On March 31, 2020, the IRS released an FAQ document that helps answer questions about the Employee Retention Credit that both employers and employees will find helpful. This FAQ offers definitions of some key terms in the legislation, examples on how those terms apply to some common scenarios, and provides guidance on how employers can claim the credit.
The Employee Retention Credit is a tax credit created with the March 27, 2020 enactment of the CARES Act. The basic purpose is to give employers a refundable tax credit that equals 50% of the qualified wages they pay to employees after March 12, 2020, and before Jan. 1, 2021. The maximum wage amount that can be included is capped at $10,000 per employee, which makes the claimable credit maximum $5,000 per employee. Please also consider that any wages included as qualified sick or family leave wages when claiming a credit under the Families First Coronavirus Relief Act cannot be included in the Employee Retention Credit.
To claim the credit, employers need to be ‘eligible employers’ which generally means they must be experiencing economic hardship because of either a full or partial suspension of operations due to COVID-19, or a significant decrease in gross receipts. The FAQ gives examples of situations that would qualify an employer under those classifications, highlighting the type of closures and decline in gross receipts that are applicable. The FAQ also clarifies an important distinction about employers with 100 or fewer employees, so that they can include employee wages in their credit calculation regardless of whether the employee was working during the economic hardships described above.
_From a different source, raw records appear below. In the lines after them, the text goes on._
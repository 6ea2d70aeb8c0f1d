//! The puzzle generator: word preparation, placement and finishing steps.

use crate::{
    GenerateError, GeneratedPuzzle, GenerationFailure, GenerationLimits, GenerationWarning, Prng,
    PuzzleConfig, PuzzleKind, PuzzleSeed,
    placement::PlacementEngine,
    postprocess,
    preparer::{self, PrepareOptions},
};

/// Builds puzzles from word lists.
///
/// A generator holds configuration only. Every call owns its own grid and
/// [`Prng`], so one generator can be shared across threads.
///
/// # Examples
///
/// ```
/// use wordlace_generator::{PuzzleConfig, PuzzleGenerator, PuzzleKind, PuzzleSeed};
///
/// let generator = PuzzleGenerator::new(PuzzleConfig {
///     kind: PuzzleKind::FillIn,
///     ..PuzzleConfig::default()
/// });
/// let words = ["crosswords", "puzzle", "testing", "phpunit", "generator"];
///
/// let first = generator.generate_with_seed(&words, PuzzleSeed::from(17))?;
/// let second = generator.generate_with_seed(&words, PuzzleSeed::from(17))?;
/// assert_eq!(first, second);
/// # Ok::<(), wordlace_generator::GenerationFailure>(())
/// ```
#[derive(Debug, Clone, Default)]
pub struct PuzzleGenerator {
    config: PuzzleConfig,
    limits: GenerationLimits,
}

impl PuzzleGenerator {
    /// Creates a generator with the default retry bounds.
    #[must_use]
    pub fn new(config: PuzzleConfig) -> Self {
        Self::with_limits(config, GenerationLimits::default())
    }

    /// Creates a generator with custom retry bounds.
    #[must_use]
    pub fn with_limits(config: PuzzleConfig, limits: GenerationLimits) -> Self {
        Self { config, limits }
    }

    /// Returns the configuration.
    #[must_use]
    pub fn config(&self) -> &PuzzleConfig {
        &self.config
    }

    /// Returns the retry bounds.
    #[must_use]
    pub fn limits(&self) -> &GenerationLimits {
        &self.limits
    }

    /// Generates a puzzle with the configured seed, or a fresh random one.
    ///
    /// # Errors
    ///
    /// See [`PuzzleGenerator::generate_with_seed`].
    pub fn generate<S>(&self, words: &[S]) -> Result<GeneratedPuzzle, GenerationFailure>
    where
        S: AsRef<str>,
    {
        let seed = self.config.seed.unwrap_or_else(PuzzleSeed::random);
        self.generate_with_seed(words, seed)
    }

    /// Generates a puzzle from `words` with the given seed.
    ///
    /// Words that cannot be placed together are dropped, longest first, and
    /// reported as [`GenerationWarning::WordDropped`].
    ///
    /// # Errors
    ///
    /// Returns a [`GenerationFailure`] if the configuration is invalid, if a word
    /// is longer than both grid dimensions, if no usable word is given, or if
    /// not a single word could be placed.
    pub fn generate_with_seed<S>(
        &self,
        words: &[S],
        seed: PuzzleSeed,
    ) -> Result<GeneratedPuzzle, GenerationFailure>
    where
        S: AsRef<str>,
    {
        let config = &self.config;
        let mut warnings = Vec::new();
        if let Err(err) = config.validate() {
            return Err(GenerationFailure::new(seed, vec![err.into()], warnings));
        }

        let mut prng = Prng::new(seed);
        let profile = config.difficulty.profile();
        let folding = config.letter_folding();
        let options = PrepareOptions {
            rows: config.rows,
            columns: config.columns,
            number_of_words: config.number_of_words,
            profile,
            folding: &folding,
            limits: &self.limits,
        };
        let words = match preparer::prepare_words(words, &options, &mut prng, &mut warnings) {
            Ok(words) => words,
            Err(errors) => return Err(GenerationFailure::new(seed, errors, warnings)),
        };

        let engine = PlacementEngine {
            kind: config.kind,
            rows: config.rows,
            columns: config.columns,
            reverse: profile.reverse,
            limits: &self.limits,
        };
        let outcome = match engine.run(&words, &mut prng) {
            Ok(outcome) => outcome,
            Err(dropped) => {
                let errors = dropped
                    .into_iter()
                    .map(|id| GenerateError::WordNotPlaced {
                        word: words[id.index()].text().to_owned(),
                    })
                    .collect();
                return Err(GenerationFailure::new(seed, errors, warnings));
            }
        };
        for id in &outcome.dropped {
            let warning = GenerationWarning::WordDropped {
                word: words[id.index()].text().to_owned(),
            };
            log::warn!("{warning}");
            warnings.push(warning);
        }

        let mut state = outcome.state;
        match config.kind {
            PuzzleKind::WordSearch => {
                postprocess::fill_empty_cells(&mut state, &config.filler_letters(), &mut prng);
            }
            PuzzleKind::FillIn => {
                let hints =
                    postprocess::select_hints(&mut state, profile.hint_percentage, &mut prng);
                log::debug!("revealed {hints} hints");
                postprocess::center(&mut state);
            }
        }

        log::info!(
            "generated {} puzzle with {} of {} words (seed {seed})",
            config.kind,
            state.placed.len(),
            words.len()
        );
        Ok(GeneratedPuzzle::new(
            config.kind,
            seed,
            config.difficulty,
            state.grid,
            words,
            state.placed,
            warnings,
        ))
    }
}

#[cfg(test)]
mod tests {
    use wordlace_core::CellTags;

    use super::*;
    use crate::{Difficulty, InvalidConfigError};

    const WORDS: [&str; 5] = ["CROSSWORDS", "PUZZLE", "TESTING", "PHPUNIT", "GENERATOR"];

    fn generator(kind: PuzzleKind) -> PuzzleGenerator {
        PuzzleGenerator::new(PuzzleConfig {
            kind,
            ..PuzzleConfig::default()
        })
    }

    #[test]
    fn test_reference_words_succeed() {
        for kind in [PuzzleKind::WordSearch, PuzzleKind::FillIn] {
            let puzzle = generator(kind)
                .generate_with_seed(&WORDS, PuzzleSeed::from(17))
                .unwrap();
            assert_eq!(puzzle.kind(), kind);
            assert_eq!(puzzle.seed(), PuzzleSeed::from(17));
            assert_eq!(puzzle.grid().rows(), 15);
            assert_eq!(puzzle.grid().columns(), 15);
            assert_eq!(puzzle.words().count() + puzzle.warnings().len(), 5);
        }
    }

    #[test]
    fn test_words_longer_than_grid_fail_without_placement() {
        let generator = PuzzleGenerator::new(PuzzleConfig {
            rows: 5,
            columns: 5,
            ..PuzzleConfig::default()
        });
        let words = ["crosswords", "puzzle", "testing", "phpunit", "generator"];
        let failure = generator
            .generate_with_seed(&words, PuzzleSeed::from(1))
            .unwrap_err();
        assert_eq!(failure.errors().len(), 5);
        assert!(
            failure
                .errors()
                .iter()
                .all(|e| matches!(e, GenerateError::WordTooLong { .. }))
        );
        assert!(failure.errors()[0].to_string().contains("crosswords"));
        assert!(failure.to_string().contains("could not be placed"));
    }

    #[test]
    fn test_invalid_config_fails() {
        let generator = PuzzleGenerator::new(PuzzleConfig {
            columns: 0,
            ..PuzzleConfig::default()
        });
        let failure = generator
            .generate_with_seed(&WORDS, PuzzleSeed::from(1))
            .unwrap_err();
        assert_eq!(
            failure.errors(),
            [GenerateError::InvalidConfig(InvalidConfigError::EmptyGrid {
                rows: 15,
                columns: 0
            })]
        );
    }

    #[test]
    fn test_exhausted_retries_report_every_word() {
        let limits = GenerationLimits {
            word_search_tries: 0,
            ..GenerationLimits::default()
        };
        let generator = PuzzleGenerator::with_limits(PuzzleConfig::default(), limits);
        let failure = generator
            .generate_with_seed(&["one", "three"], PuzzleSeed::from(4))
            .unwrap_err();
        assert_eq!(
            failure.errors(),
            [
                GenerateError::WordNotPlaced {
                    word: "three".to_owned()
                },
                GenerateError::WordNotPlaced {
                    word: "one".to_owned()
                },
            ]
        );
    }

    #[test]
    fn test_configured_seed_is_used() {
        let generator = PuzzleGenerator::new(PuzzleConfig {
            seed: Some(PuzzleSeed::from(99)),
            ..PuzzleConfig::default()
        });
        let puzzle = generator.generate(&WORDS).unwrap();
        assert_eq!(puzzle.seed(), PuzzleSeed::from(99));
        assert_eq!(
            puzzle,
            generator
                .generate_with_seed(&WORDS, PuzzleSeed::from(99))
                .unwrap()
        );
    }

    #[test]
    fn test_word_search_has_no_empty_cells() {
        let puzzle = generator(PuzzleKind::WordSearch)
            .generate_with_seed(&WORDS, PuzzleSeed::from(3))
            .unwrap();
        let grid = puzzle.grid();
        assert!(grid.positions().all(|pos| !grid[pos].is_empty()));
        assert!(
            grid.positions()
                .any(|pos| grid[pos].tags().contains(CellTags::FILLER))
        );
    }

    #[test]
    fn test_fill_in_is_centered_and_hinted() {
        let generator = PuzzleGenerator::new(PuzzleConfig {
            kind: PuzzleKind::FillIn,
            difficulty: Difficulty::Easy,
            ..PuzzleConfig::default()
        });
        let puzzle = generator
            .generate_with_seed(&WORDS, PuzzleSeed::from(17))
            .unwrap();
        let grid = puzzle.grid();
        let (min, max) = grid.letter_bounds().unwrap();
        let top = min.row;
        let bottom = grid.rows() - 1 - max.row;
        let left = min.column;
        let right = grid.columns() - 1 - max.column;
        assert!(bottom == top || bottom == top + 1);
        assert!(right == left || right == left + 1);

        let crosses = grid
            .positions()
            .filter(|pos| grid[*pos].tags().contains(CellTags::CROSS))
            .count();
        let hints = grid
            .positions()
            .filter(|pos| grid[*pos].tags().contains(CellTags::HINT))
            .count();
        assert!(hints <= crosses * 50 / 100);
        if crosses >= 2 {
            assert!(hints >= 1);
        }
        for placed in puzzle.placements() {
            assert!(!placed.is_reversed());
        }
    }
}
The FAQ also addresses the general process of claiming the credit on their quarterly employment tax return through Form 941 or similar, how to use the credit to fund their qualified wages prior to claiming the credit, how to avoid penalties for underpayment, the process for claiming an advanced refund and the interplay between the Employee Retention Credit and the FFCRA and Small Business interruption Loans under the Paycheck Protection Program.